[WORK REQUEST] Only one stretch of the data below is wanted: the lines from the one with "pub fn partition_range(values: &mut" through the one with "let mut sorted = values.clone();", repeated exactly.

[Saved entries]
○ ○ ○ ○
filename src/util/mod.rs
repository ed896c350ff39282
pub mod numeric;
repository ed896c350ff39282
/// Calculate the median value of a vector by sorting a copy.
///
/// This is the straightforward reference implementation; `method::median`
/// computes the same value by selection without the full sort.
pub fn calc_median(x: &[f64]) -> Option<f64> {
    if x.is_empty() {
        return None;
    }
    let mut sorted = x.to_vec();
    sorted.sort_unstable_by(|a, b| a.partial_cmp(b).unwrap_or(std::cmp::Ordering::Equal));

    let mid = sorted.len() / 2;

    if sorted.len() % 2 == 0 {
        Some((sorted[mid - 1] + sorted[mid]) / 2.0)
    } else {
        Some(sorted[mid])
    }
}

#[test]
fn test_calc_median() {
    assert_eq!(calc_median(&[5.0, 3.0, 4.0, 2.0, 1.0]), Some(3.0));
    assert_eq!(calc_median(&[1.0, 3.0, 4.0, 2.0]), Some(2.5));
    assert_eq!(calc_median(&[7.0]), Some(7.0));
    assert_eq!(calc_median(&[]), None);
}

#[test]
fn test_calc_median_matches_selection() {
    use crate::method::median::median;
    use rand::{thread_rng, Rng};

    let mut rng = thread_rng();
    for n in 1..50 {
        let values: Vec<f64> = (0..n).map(|_| rng.gen_range(-10..10) as f64).collect();
        let mut scratch = values.clone();
        assert_eq!(median(&mut scratch), calc_median(&values));
    }
}

/// Calculate the mean of a slice.
pub fn calc_mean(x: &[f64]) -> f64 {
    let total: f64 = x.iter().sum();
    total / (x.len() as f64)
}

#[test]
fn test_calc_mean() {
    assert_eq!(calc_mean(&[1.0, 2.0, 3.0]), 2.0);
    assert_eq!(calc_mean(&[5.0, 5.0]), 5.0);
    assert_eq!(calc_mean(&[10.0, 20.0]), 15.0);
}
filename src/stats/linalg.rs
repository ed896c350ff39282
use crate::model::linalg::LinearModelParams;
use crate::stats::vec::calc_mean;

/// Fit an ordinary least squares line through the X/Y sample pairs.
pub fn calc_least_squares(x: &[f64], y: &[f64]) -> LinearModelParams {
    assert_eq!(x.len(), y.len(), "Least squares requires equal length vectors.");
    assert!(!x.is_empty(), "Least squares requires at least one sample.");

    let n = x.len() as f64;
    let sum_x: f64 = x.iter().sum();
    let sum_y: f64 = y.iter().sum();
    let sum_xy: f64 = x.iter().zip(y.iter()).map(|(&x_i, &y_i)| x_i * y_i).sum();
    let sum_xx: f64 = x.iter().map(|&x_i| x_i * x_i).sum();

    let gradient = (n * sum_xy - sum_x * sum_y) / (n * sum_xx - sum_x * sum_x);
    let intercept = (sum_y - gradient * sum_x) / n;

    LinearModelParams::new(gradient, intercept)
}

#[test]
fn test_calc_least_squares() {
    use crate::util::numeric::round_f64;

    let params = calc_least_squares(&[1.0, 2.0, 3.0], &[3.0, 5.0, 7.0]);
    assert_eq!(params.gradient, 2.0);
    assert_eq!(params.intercept, 1.0);

    let params = calc_least_squares(&[0.0, 1.0, 2.0, 3.0], &[1.0, 3.0, 4.0, 7.0]);
    assert_eq!(round_f64(params.gradient, 10), 1.9);
    assert_eq!(round_f64(params.intercept, 10), 0.9);
}

/// Calculate the coefficient of determination
pub fn calc_r2(y: &[f64], y_hat: &[f64]) -> f64 {
    assert_eq!(y.len(), y_hat.len(), "R2 requires equal length vectors.");

    let y_mean = calc_mean(y);

    let (numerator, denominator) = y.iter().zip(y_hat.iter()).fold(
        (0.0, 0.0),
        |(num, denom), (&y_i, &y_hat_i)| {
            (
                num + (y_i - y_hat_i).powi(2),
                denom + (y_i - y_mean).powi(2),
            )
        },
    );

    1.0 - (numerator / denominator)
}

#[test]
fn test_calc_r2() {
    assert_eq!(
        calc_r2(&[84.0, 0.0, 62.0, 20.0], &[0.0, 59.04, 11.48, 137.76]),
        -5.112312310133756
    );
    assert_eq!(calc_r2(&[22.0, 0.0], &[0.0, 103.7]), -45.43673553719008);
}

#[test]
fn test_calc_r2_perfect_fit() {
    let x = [1.0, 2.0, 3.0, 4.0];
    let y = [3.0, 5.0, 7.0, 9.0];
    let params = calc_least_squares(&x, &y);
    assert_eq!(calc_r2(&y, &params.predict(&x)), 1.0);
}
pub mod median;
pub mod partition;
pub mod pivot;
pub mod select;
#[cfg(feature = "python")]
use pyo3::{Bound, pymodule, PyResult, wrap_pyfunction};
#[cfg(feature = "python")]
use pyo3::prelude::{PyModule, PyModuleMethods};
#[cfg(feature = "python")]
use crate::python::median::median_py;

pub mod method;

#[cfg(feature = "python")]
pub mod python;

pub mod util;
pub mod model;
pub mod stats;


/// A Python module implemented in Rust. The name of this function must match
/// the `lib.name` setting in the `Cargo.toml`, else Python will not be able to
/// import the module.
#[cfg(feature = "python")]
#[pymodule]
fn rs_fastmedian(m: &Bound<'_, PyModule>) -> PyResult<()> {
    m.add_function(wrap_pyfunction!(median_py, m)?)?;
    Ok(())
}
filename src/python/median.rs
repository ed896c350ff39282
use pyo3::{pyfunction, PyResult};

use crate::method::median::median;

/// Calculate the median of a list of floats.
///
/// The values are copied across the boundary, so the caller's list keeps its
/// original order. An empty list yields `None`.
#[pyfunction]
#[pyo3(name = "median")]
pub fn median_py(mut values: Vec<f64>) -> PyResult<Option<f64>> {
    Ok(median(&mut values))
}
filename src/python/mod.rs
pub mod median;
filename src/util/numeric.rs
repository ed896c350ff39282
use std::time::Duration;

pub fn round_f64(x: f64, decimals: u32) -> f64 {
    let factor = 10_f64.powi(decimals as i32);
    (x * factor).round() / factor
}

#[test]
fn test_round() {
    assert_eq!(round_f64(1.23456789, 0), 1.0);
    assert_eq!(round_f64(1.23456789, 1), 1.2);
    assert_eq!(round_f64(1.23456789, 3), 1.235);
    assert_eq!(round_f64(1.23456789, 5), 1.23457);
    assert_eq!(round_f64(1.9, 0), 2.0);
}

/// Convert an elapsed duration to fractional milliseconds.
pub fn duration_ms(d: Duration) -> f64 {
    d.as_secs_f64() * 1000.0
}

#[test]
fn test_duration_ms() {
    assert_eq!(duration_ms(Duration::from_millis(1500)), 1500.0);
    assert_eq!(duration_ms(Duration::from_micros(250)), 0.25);
}
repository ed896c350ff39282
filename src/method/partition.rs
/// Partition `values[low..=high]` in place around the element at `pivot_idx`.
///
/// The pivot is parked at `low`, then two cursors nibble inward from both
/// ends, swapping out-of-place pairs as they go. Both cursors stop on elements
/// equal to the pivot, so runs of duplicates end up split between both sides
/// and each outer iteration makes progress even when every element is equal.
/// On return the pivot occupies its final sorted position within the subrange
/// and that absolute index is returned: everything before it is `<=` the
/// pivot and everything after it is `>=` the pivot.
pub fn partition_range(values: &mut [f64], low: usize, high: usize, pivot_idx: usize) -> usize {
    debug_assert!(low < high && high < values.len(), "Subrange must hold at least two elements.");
    debug_assert!(low <= pivot_idx && pivot_idx <= high, "Pivot must lie within the subrange.");

    values.swap(low, pivot_idx);
    let pivot = values[low];

    let mut left = low;
    let mut right = high + 1;
    loop {
        // Scan rightward over elements below the pivot
        left += 1;
        while left <= high && values[left] < pivot {
            left += 1;
        }
        // Scan leftward over elements above it; the parked pivot stops the cursor
        right -= 1;
        while values[right] > pivot {
            right -= 1;
        }
        if right <= left {
            break;
        }
        values.swap(left, right);
    }

    // The right cursor rests on the last element `<=` the pivot
    values.swap(low, right);
    right
}

#[test]
fn test_partition_range() {
    // Pivot value 5.0 of a sorted range lands back in the middle
    let mut values = vec![1.0, 2.0, 3.0, 4.0, 5.0, 6.0, 7.0, 8.0, 9.0];
    assert_eq!(partition_range(&mut values, 0, 8, 4), 4);
    assert_eq!(values[4], 5.0);

    // Pivot is the minimum / maximum of the subrange
    let mut values = vec![4.0, 9.0, 1.0, 7.0, 3.0];
    assert_eq!(partition_range(&mut values, 0, 4, 2), 0);
    assert_eq!(values[0], 1.0);
    let mut values = vec![4.0, 9.0, 1.0, 7.0, 3.0];
    assert_eq!(partition_range(&mut values, 0, 4, 1), 4);
    assert_eq!(values[4], 9.0);
}

#[test]
fn test_partition_range_splits_around_pivot() {
    use rand::{thread_rng, Rng};

    let mut rng = thread_rng();
    for _ in 0..100 {
        let mut values: Vec<f64> = (0..50).map(|_| rng.gen_range(0..20) as f64).collect();
        let mut sorted = values.clone();
        sorted.sort_unstable_by(|a, b| a.partial_cmp(b).unwrap_or(std::cmp::Ordering::Equal));

        let pivot_idx = rng.gen_range(0..values.len());
        let pivot = values[pivot_idx];
        let p = partition_range(&mut values, 0, 49, pivot_idx);

        assert_eq!(values[p], pivot);
        assert!(values[..p].iter().all(|&v| v <= pivot));
        assert!(values[p + 1..].iter().all(|&v| v >= pivot));

        // Only the order may change, never the values
        let mut after = values.clone();
        after.sort_unstable_by(|a, b| a.partial_cmp(b).unwrap_or(std::cmp::Ordering::Equal));
        assert_eq!(after, sorted);
    }
}

#[test]
fn test_partition_range_all_equal() {
    // Cursors interleave and meet near the middle rather than running to an end
    let mut values = vec![5.0; 9];
    assert_eq!(partition_range(&mut values, 0, 8, 4), 4);
    assert_eq!(values, vec![5.0; 9]);
}

#[test]
fn test_partition_range_subrange_untouched_outside() {
    let mut values = vec![100.0, -7.0, 3.0, 9.0, 1.0, 4.0, -100.0];
    let p = partition_range(&mut values, 1, 5, 3);
    assert_eq!(values[0], 100.0);
    assert_eq!(values[6], -100.0);
    assert_eq!(values[p], 9.0);
    assert_eq!(p, 5);
}
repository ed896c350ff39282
pub mod linalg;
use std::time::Instant;

use rand::{thread_rng, Rng};

use rs_fastmedian::method::median::median;
use rs_fastmedian::stats::linalg::{calc_least_squares, calc_r2};
use rs_fastmedian::stats::vec::calc_median;
use rs_fastmedian::util::numeric::duration_ms;

#[test]
fn test_selection_agrees_with_sort_oracle() {
    let mut rng = thread_rng();
    for _ in 0..200 {
        let n = rng.gen_range(1..=300);
        // Eighths are exactly representable, so equality against the oracle is exact
        let values: Vec<f64> = (0..n)
            .map(|_| rng.gen_range(-1000..1000) as f64 / 8.0)
            .collect();

        let mut scratch = values.clone();
        assert_eq!(median(&mut scratch), calc_median(&values));
    }
}

#[test]
fn test_selection_agrees_on_duplicate_heavy_arrays() {
    let mut rng = thread_rng();
    for n in [10_000, 100_001] {
        let values: Vec<f64> = (0..n).map(|_| rng.gen_range(0..500) as f64).collect();
        let mut scratch = values.clone();
        assert_eq!(median(&mut scratch), calc_median(&values));
    }
}

#[test]
fn test_absent_and_trivial_lengths() {
    let mut rng = thread_rng();

    assert_eq!(median(&mut []), None);

    for _ in 0..50 {
        let x = rng.gen_range(-1000..1000) as f64 / 4.0;
        assert_eq!(median(&mut [x]), Some(x));

        // The two-element mean must not depend on order
        let y = rng.gen_range(-1000..1000) as f64 / 4.0;
        assert_eq!(median(&mut [x, y]), Some((x + y) / 2.0));
        assert_eq!(median(&mut [y, x]), Some((x + y) / 2.0));
    }
}

#[test]
fn test_median_value_is_idempotent() {
    // The first call permutes the buffer but leaves the multiset unchanged,
    // so a second call over the permuted buffer yields the same value
    let mut rng = thread_rng();
    for n in [5, 64, 1001] {
        let mut values: Vec<f64> = (0..n).map(|_| rng.gen::<f64>()).collect();
        let first = median(&mut values);
        let second = median(&mut values);
        assert_eq!(first, second);
    }
}

#[test]
fn test_adversarial_shapes_complete_and_agree() {
    // Shapes crafted to defeat fixed-position pivots must stay linear and correct
    let mut values: Vec<f64> = (0..100_001).map(|v| v as f64).collect();
    assert_eq!(median(&mut values), Some(50_000.0));

    let mut values: Vec<f64> = (0..100_001).rev().map(|v| v as f64).collect();
    assert_eq!(median(&mut values), Some(50_000.0));

    let mut values = vec![7.5; 100_000];
    assert_eq!(median(&mut values), Some(7.5));

    let mut values: Vec<f64> = (0..100_000).map(|v| (v % 2) as f64).collect();
    assert_eq!(median(&mut values), Some(0.5));

    // Organ pipe: every value appears twice, rising then falling
    let mut values: Vec<f64> = (0..50_000).chain((0..50_000).rev()).map(|v| v as f64).collect();
    assert_eq!(median(&mut values), Some(24_999.5));
}

/// Time a single selection over a fresh random array of the given size.
fn time_selection_ms(size: usize, rng: &mut impl Rng) -> f64 {
    let mut values: Vec<f64> = (0..size).map(|_| rng.gen_range(0..size) as f64).collect();
    let start = Instant::now();
    median(&mut values).unwrap();
    duration_ms(start.elapsed())
}

#[test]
fn test_selection_time_grows_linearly() {
    let mut rng = thread_rng();

    // Warm up the allocator before measuring
    time_selection_ms(100_000, &mut rng);

    let mut sizes: Vec<f64> = Vec::new();
    let mut times: Vec<f64> = Vec::new();
    for size in (50_000..=500_000).step_by(50_000) {
        // Take the fastest of three runs to damp scheduler noise
        let ms = (0..3)
            .map(|_| time_selection_ms(size, &mut rng))
            .fold(f64::INFINITY, f64::min);
        sizes.push(size as f64);
        times.push(ms);
    }

    // A quadratic regression from a bad pivot rule destroys the linear fit
    let params = calc_least_squares(&sizes, &times);
    let r2 = calc_r2(&times, &params.predict(&sizes));
    assert!(
        r2 >= 0.8,
        "Elapsed time should scale linearly with input size (r2 = {})",
        r2
    );
}
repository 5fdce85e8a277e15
//! Unit loading
//!
//! The interpreter asks a [`UnitLoader`] for the lines of the initial unit and
//! of every `#include`. Search-path policy belongs to the loader, never to the
//! interpreter.

use std::collections::HashMap;
use std::fs;
use std::io;
use std::path::{Path, PathBuf};

use crate::error::{PreprocessorError, Result};

/// Produces the raw lines of a translation unit
pub trait UnitLoader {
    fn load(&self, path: &str) -> Result<Vec<String>>;
}

/// Loads units from the file system
///
/// A path is tried as given first, then relative to each include directory
/// in the order they were added (like gcc's `-I`).
#[derive(Debug, Clone, Default)]
pub struct FsLoader {
    include_paths: Vec<PathBuf>,
}

impl FsLoader {
    pub fn new() -> Self {
        Self::default()
    }

    pub fn with_include_paths<I, P>(paths: I) -> Self
    where
        I: IntoIterator<Item = P>,
        P: Into<PathBuf>,
    {
        Self {
            include_paths: paths.into_iter().map(Into::into).collect(),
        }
    }

    pub fn add_include_path(&mut self, path: impl Into<PathBuf>) -> &mut Self {
        self.include_paths.push(path.into());
        self
    }

    pub fn include_paths(&self) -> &[PathBuf] {
        &self.include_paths
    }

    /// First existing file for `path`, if any
    pub fn resolve(&self, path: &str) -> Option<PathBuf> {
        let direct = Path::new(path);
        if direct.is_file() {
            return Some(direct.to_path_buf());
        }

        self.include_paths
            .iter()
            .map(|dir| dir.join(path))
            .find(|candidate| candidate.is_file())
    }
}

impl UnitLoader for FsLoader {
    fn load(&self, path: &str) -> Result<Vec<String>> {
        let resolved = self.resolve(path).unwrap_or_else(|| PathBuf::from(path));
        log::debug!("loading {}", resolved.display());

        let text = fs::read_to_string(&resolved).map_err(|source| PreprocessorError::Io {
            path: resolved,
            source,
        })?;
        Ok(text.lines().map(str::to_string).collect())
    }
}

/// Serves units from memory, keyed by the exact include path
#[derive(Debug, Clone, Default)]
pub struct MemoryLoader {
    units: HashMap<String, String>,
}

impl MemoryLoader {
    pub fn new() -> Self {
        Self::default()
    }

    pub fn insert(&mut self, path: &str, text: &str) -> &mut Self {
        self.units.insert(path.to_string(), text.to_string());
        self
    }

    pub fn with_unit(mut self, path: &str, text: &str) -> Self {
        self.insert(path, text);
        self
    }
}

impl UnitLoader for MemoryLoader {
    fn load(&self, path: &str) -> Result<Vec<String>> {
        self.units
            .get(path)
            .map(|text| text.lines().map(str::to_string).collect())
            .ok_or_else(|| PreprocessorError::Io {
                path: PathBuf::from(path),
                source: io::Error::new(io::ErrorKind::NotFound, "no such unit"),
            })
    }
}

#[cfg(test)]
mod tests {
    use super::*;

    #[test]
    fn test_memory_loader() {
        let loader = MemoryLoader::new().with_unit("a.h", "#define A 1\n#define B 2\n");
        assert_eq!(loader.load("a.h").unwrap(), ["#define A 1", "#define B 2"]);
        assert!(matches!(
            loader.load("missing.h"),
            Err(PreprocessorError::Io { .. })
        ));
    }

    #[test]
    fn test_fs_loader_missing_file() {
        let loader = FsLoader::with_include_paths(["does/not/exist"]);
        let err = loader.load("no_such_header.h").unwrap_err();
        assert!(err.to_string().contains("no_such_header.h"));
    }

    #[test]
    fn test_fs_loader_search_order() {
        let mut loader = FsLoader::new();
        loader.add_include_path("first").add_include_path("second");
        assert_eq!(
            loader.include_paths(),
            [PathBuf::from("first"), PathBuf::from("second")]
        );
        assert!(loader.resolve("definitely_missing.h").is_none());
    }
}
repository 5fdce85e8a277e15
//! Evaluate C/C++ preprocessor directives and macro values without compiling
//!
//! ```
//! use c_macro_eval::{Interpreter, MemoryLoader};
//!
//! let loader = MemoryLoader::new();
//! let mut interpreter = Interpreter::new(&loader);
//! interpreter
//!     .process_source("#define BASE 0x10UL\n#define NEXT BASE + 1\n")
//!     .unwrap();
//! assert_eq!(interpreter.evaluate("NEXT").unwrap(), 17);
//! ```

pub mod error;
pub mod preprocessor;

// Re-export main types
pub use error::{PreprocessorError, Result};
pub use preprocessor::{
    Directive, FsLoader, Interpreter, LineJoiner, LogicalLine, MemoryLoader, PreprocessorConfig,
    SymbolTable, SymbolValue, UnitLoader, Value,
};
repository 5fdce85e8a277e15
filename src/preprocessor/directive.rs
//! Directive recognition
//!
//! A logical line is a directive when it matches
//! `ws? '#' ws? command ws? symbol? ws? remainder`, where `command` and
//! `symbol` are `[A-Za-z0-9_]` words. The head of the logical line is matched
//! against the grammar; continuation fragments extend the remainder.

use super::expr::is_ident_char;
use super::lines::LogicalLine;

/// A recognised preprocessor directive
#[derive(Debug, Clone, PartialEq, Eq)]
pub struct Directive {
    /// Command word, lowercased (`define`, `ifdef`, ...)
    pub command: String,
    /// First word after the command, possibly empty
    pub symbol: String,
    /// Remaining text with comments removed, possibly empty
    pub body: String,
    /// Everything after the command word with comments removed
    pub args: String,
    /// Line number of the first physical line
    pub line: usize,
}

impl Directive {
    /// Recognise a single line of text
    pub fn parse(text: &str) -> Option<Self> {
        Self::recognize(text, &[], 0)
    }

    /// Recognise a joined logical line
    pub fn from_logical(line: &LogicalLine) -> Option<Self> {
        Self::recognize(line.head(), line.continuation(), line.line)
    }

    fn recognize(head: &str, continuation: &[String], line: usize) -> Option<Self> {
        let rest = head.trim_start().strip_prefix('#')?.trim_start();

        let (command, rest) = split_word(rest);
        if command.is_empty() {
            return None;
        }

        let (symbol, remainder) = split_word(rest.trim_start());

        Some(Self {
            command: command.to_ascii_lowercase(),
            symbol: symbol.to_string(),
            body: extend(remainder, continuation),
            args: extend(rest, continuation),
            line,
        })
    }
}

/// Trimmed `head` followed by the continuation fragments, comments removed
fn extend(head: &str, continuation: &[String]) -> String {
    let mut text = head.trim().to_string();
    for fragment in continuation {
        text.push_str(fragment);
    }
    strip_comments(&text).trim().to_string()
}

/// Split off the leading `[A-Za-z0-9_]*` word
pub(crate) fn split_word(s: &str) -> (&str, &str) {
    let end = s.find(|c: char| !is_ident_char(c)).unwrap_or(s.len());
    s.split_at(end)
}

/// Remove `//` and `/* */` comments outside of string and character literals
fn strip_comments(text: &str) -> String {
    let mut out = String::with_capacity(text.len());
    let mut chars = text.chars().peekable();
    let mut quote: Option<char> = None;

    while let Some(ch) = chars.next() {
        if let Some(q) = quote {
            out.push(ch);
            if ch == '\\' {
                if let Some(escaped) = chars.next() {
                    out.push(escaped);
                }
            } else if ch == q {
                quote = None;
            }
            continue;
        }

        match ch {
            '"' | '\'' => {
                quote = Some(ch);
                out.push(ch);
            }
            '/' if chars.peek() == Some(&'/') => break,
            '/' if chars.peek() == Some(&'*') => {
                chars.next();
                let mut previous = '\0';
                let mut closed = false;
                for inner in chars.by_ref() {
                    if previous == '*' && inner == '/' {
                        closed = true;
                        break;
                    }
                    previous = inner;
                }
                if !closed {
                    break;
                }
                out.push(' ');
            }
            _ => out.push(ch),
        }
    }

    out
}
○ ○ ○ ○
[YOUR SOLUTION]
pub fn partition_range(values: &mut [f64], low: usize, high: usize, pivot_idx: usize) -> usize {
    debug_assert!(low < high && high < values.len(), "Subrange must hold at least two elements.");
    debug_assert!(low <= pivot_idx && pivot_idx <= high, "Pivot must lie within the subrange.");

    values.swap(low, pivot_idx);
    let pivot = values[low];

    let mut left = low;
    let mut right = high + 1;
    loop {
        // Scan rightward over elements below the pivot
        left += 1;
        while left <= high && values[left] < pivot {
            left += 1;
        }
        // Scan leftward over elements above it; the parked pivot stops the cursor
        right -= 1;
        while values[right] > pivot {
            right -= 1;
        }
        if right <= left {
            break;
        }
        values.swap(left, right);
    }

    // The right cursor rests on the last element `<=` the pivot
    values.swap(low, right);
    right
}

#[test]
fn test_partition_range() {
    // Pivot value 5.0 of a sorted range lands back in the middle
    let mut values = vec![1.0, 2.0, 3.0, 4.0, 5.0, 6.0, 7.0, 8.0, 9.0];
    assert_eq!(partition_range(&mut values, 0, 8, 4), 4);
    assert_eq!(values[4], 5.0);

    // Pivot is the minimum / maximum of the subrange
    let mut values = vec![4.0, 9.0, 1.0, 7.0, 3.0];
    assert_eq!(partition_range(&mut values, 0, 4, 2), 0);
    assert_eq!(values[0], 1.0);
    let mut values = vec![4.0, 9.0, 1.0, 7.0, 3.0];
    assert_eq!(partition_range(&mut values, 0, 4, 1), 4);
    assert_eq!(values[4], 9.0);
}

#[test]
fn test_partition_range_splits_around_pivot() {
    use rand::{thread_rng, Rng};

    let mut rng = thread_rng();
    for _ in 0..100 {
        let mut values: Vec<f64> = (0..50).map(|_| rng.gen_range(0..20) as f64).collect();
        let mut sorted = values.clone();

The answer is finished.